This question is so basic that I'm almost embarrassed to ask it, but it's got me stumped. I've written a short code snippet to explain it:
<form id="MyForm" method="post" enctype="multipart/form-data" >
<input type="file" id="get_file" name="get_file" >
<input type="submit" name="submitForm" value="Submit" >
</form>
<?php
if (isset($_POST['submitForm'])) {
echo "<script type='text/javascript'>alert('Selected')</script>";
} else {
echo "<script type='text/javascript'>alert('Not selected')</script>";
}
?>
When I load this page the first time, the alert says "Not selected". Good. I submit the form and the alert says "Selected". Also good. But when I refresh the page, it's still "Selected". I don't understand why the "IF" statement allows this to happen. I want my form to submit data once and not do it again until my user does it, not every time the page refreshes.
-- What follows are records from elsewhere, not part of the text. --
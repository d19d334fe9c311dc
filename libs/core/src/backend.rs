use std::sync::Arc;

use anyhow::Result;
use async_trait::async_trait;
use uuid::Uuid;

use crate::channel::{Channel, ChannelType};
use crate::ids::MsgId;
use crate::msg::Msg;
use crate::status::{MsgStatus, StatusUpdate};
use crate::urn::Urn;

/// Persistence and queueing contract consumed by the pipelines.
///
/// Implementations own durability, retry scheduling for `Errored` statuses,
/// deduplication of redelivered webhooks, and spooling when their own storage
/// is unreachable. The gateway never retries a write itself.
#[async_trait]
pub trait Backend: Send + Sync {
    /// Looks up the configured channel for a webhook route.
    async fn channel(
        &self,
        channel_type: &ChannelType,
        uuid: &Uuid,
    ) -> Result<Option<Arc<Channel>>>;

    /// Creates an incoming message bound to this backend. The id stays nil
    /// until [`Backend::write_msg`] assigns it.
    fn new_incoming_msg(&self, channel: Arc<Channel>, urn: Urn, text: &str) -> Msg {
        Msg::incoming(channel, urn, text)
    }

    fn new_status_for_id(
        &self,
        channel: Arc<Channel>,
        msg_id: MsgId,
        status: MsgStatus,
    ) -> StatusUpdate {
        StatusUpdate::for_id(channel, msg_id, status)
    }

    fn new_status_for_external_id(
        &self,
        channel: Arc<Channel>,
        external_id: &str,
        status: MsgStatus,
    ) -> StatusUpdate {
        StatusUpdate::for_external_id(channel, external_id, status)
    }

    /// Persists and enqueues an inbound message, assigning its id. Duplicate
    /// webhook deliveries (same channel and provider external id) must
    /// resolve to the original id rather than create a second message.
    async fn write_msg(&self, msg: &mut Msg) -> Result<()>;

    /// Records a delivery-state transition. Updates that resolve to no known
    /// message are dropped, not retried.
    async fn write_status(&self, status: StatusUpdate) -> Result<()>;

    /// Marks the message's contact as opted out of further sends.
    async fn stop_msg_contact(&self, msg: &Msg) -> Result<()>;

    /// Pops the next queued outgoing message, if any. Consumed by the send
    /// worker pool.
    async fn pop_next_outgoing(&self) -> Result<Option<Msg>>;
}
This seems like the kind of question that noobs ask when they're too lazy to use Google, but I've looked (there are even some threads on this site that sort of address this issue, but nobody has presented a solution). I've read up on HTML forms, but I still don't get it.
Is this something everyone knows but me? Can somebody clue me in? Thanks.
EDIT: If anybody ever stumbles over this thread and needs a quick-and-dirty fix, here's one I just stumbled on. Just press the select key again, easily done using jQuery. The form is resubmitted, but the form variables are all cleared. Not elegant, maybe, but it works perfectly.
When you reload the page, it is resubmitting the POST request, which means the
submitForm=Submit
is part of the request body.You should use the Post/Redirect/Get pattern to avoid this.